As with a financial makeover, so with a spiritual makeover: not only should we pay off our debts–that is, break out of sin and vice–but we should also save up for the future–that is, we should inculcate virtues which counter these vices, make some effort to spend our time doing good and not merely avoiding evil. This means first and foremost asking God for our daily bread, for the graces we need now to get out of sins, to resist vice and avoid temptation; but also asking for the strength to be virtuous, holy people, to develop those virtues which counter sin, those habits which counter vice. In means continuing in hope–which also come from God–and not in either despair or presumption.

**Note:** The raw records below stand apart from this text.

//! Test helpers for source integration tests
//!
//! `FakeSource` is a scriptable in-memory adapter: canned results, optional
//! delay or failure, and a call counter.

#![allow(dead_code)]

use async_trait::async_trait;
use libra_core::{
    LanguageMap, LibraError, LinkedSource, MediaType, Playable, Result, SourceType, Track,
};
use libra_sources::{SearchFilters, Source, SourceRegistry};
use std::sync::atomic::{AtomicUsize, Ordering};
use std::sync::Arc;
use std::time::Duration;

#[derive(Debug, Clone)]
pub struct FakeSource {
    id: String,
    media_types: Vec<MediaType>,
    source_types: Vec<SourceType>,
    results: Vec<Playable>,
    lyrics: LanguageMap,
    delay: Option<Duration>,
    fail: bool,
    calls: Arc<AtomicUsize>,
}

impl FakeSource {
    pub fn new(id: &str) -> Self {
        Self {
            id: id.to_string(),
            media_types: vec![MediaType::Music, MediaType::Video, MediaType::Playlist],
            source_types: vec![SourceType::Content, SourceType::Metadata, SourceType::Lyrics],
            results: Vec::new(),
            lyrics: LanguageMap::new(),
            delay: None,
            fail: false,
            calls: Arc::new(AtomicUsize::new(0)),
        }
    }

    pub fn returning(mut self, results: Vec<Playable>) -> Self {
        self.results = results;
        self
    }

    pub fn with_media_types(mut self, media_types: Vec<MediaType>) -> Self {
        self.media_types = media_types;
        self
    }

    pub fn with_source_types(mut self, source_types: Vec<SourceType>) -> Self {
        self.source_types = source_types;
        self
    }

    pub fn with_lyrics(mut self, lang: &str, text: &str) -> Self {
        self.lyrics.insert(lang.to_string(), text.to_string());
        self
    }

    pub fn delayed(mut self, delay: Duration) -> Self {
        self.delay = Some(delay);
        self
    }

    pub fn failing(mut self) -> Self {
        self.fail = true;
        self
    }

    pub fn calls(&self) -> Arc<AtomicUsize> {
        Arc::clone(&self.calls)
    }

    async fn enter(&self) -> Result<()> {
        self.calls.fetch_add(1, Ordering::SeqCst);
        if let Some(delay) = self.delay {
            tokio::time::sleep(delay).await;
        }
        if self.fail {
            return Err(LibraError::source(&self.id, "scripted failure"));
        }
        Ok(())
    }
}

#[async_trait]
impl Source for FakeSource {
    fn satisfies(&self, id: &str) -> bool {
        id == self.id
    }

    fn id(&self) -> &str {
        &self.id
    }

    fn name(&self) -> &str {
        &self.id
    }

    fn source_types(&self) -> &[SourceType] {
        &self.source_types
    }

    fn media_types(&self) -> &[MediaType] {
        &self.media_types
    }

    async fn search(
        &self,
        _query: &str,
        _limit: usize,
        _page: usize,
        _filters: &SearchFilters,
    ) -> Result<Vec<Playable>> {
        self.enter().await?;
        Ok(self.results.clone())
    }

    async fn content(&self, playable: &Playable) -> Result<Vec<u8>> {
        self.enter().await?;
        Ok(format!("{}:{}", self.id, playable.title()).into_bytes())
    }

    async fn lyrics(&self, _playable: &Playable) -> Result<LanguageMap> {
        self.enter().await?;
        Ok(self.lyrics.clone())
    }

    async fn complete_metadata(&self, playable: Playable) -> Result<Playable> {
        self.enter().await?;
        Ok(match playable {
            Playable::Track(mut track) => {
                track.description = format!("completed by {}", self.id);
                Playable::Track(track)
            }
            other => other,
        })
    }
}

/// Registry with `sources` registered and enabled in the given order
pub async fn registry_of(sources: Vec<FakeSource>) -> SourceRegistry {
    let mut registry = SourceRegistry::new();
    let ids: Vec<String> = sources.iter().map(|s| s.id().to_string()).collect();
    for source in sources {
        registry.register_prototype(Arc::new(source));
    }
    let failures = registry.enable_all(&ids).await;
    assert!(failures.is_empty(), "enable failed: {failures:?}");
    registry
}

/// A transient track as a source would return it
pub fn track(title: &str) -> Playable {
    Playable::Track(Track {
        title: title.to_string(),
        ..Track::default()
    })
}

/// A track credited to `artist` through display metadata
pub fn track_by(title: &str, artist: &str) -> Playable {
    let mut track = Track {
        title: title.to_string(),
        ..Track::default()
    };
    track
        .additional_meta
        .insert("display_artists".to_string(), serde_json::json!([artist]));
    Playable::Track(track)
}

/// A track whose metadata came from `source_id`
pub fn sourced_track(title: &str, source_id: &str) -> Playable {
    Playable::Track(Track {
        title: title.to_string(),
        metadata_source: LinkedSource::new(source_id, title),
        ..Track::default()
    })
}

 For his part, Mr Ramsey says that little if anything in his book is unique to his book. It is all common financial sense (at least amongst financial experts), but it is a formula which works, and it is also a formula that so few people follow that he thinks just getting the message out there is the first and most important thing.
 Often both the government and the average family take neither into consideration.
 Curiosity means more the allure of the forbidden than honest intellectual curiosity. The former is a sort of perversion of the latter. It’s a bad curiosity which wants only to satisfy idle questions and not questions about the deeper meaning of life, or about how the world works.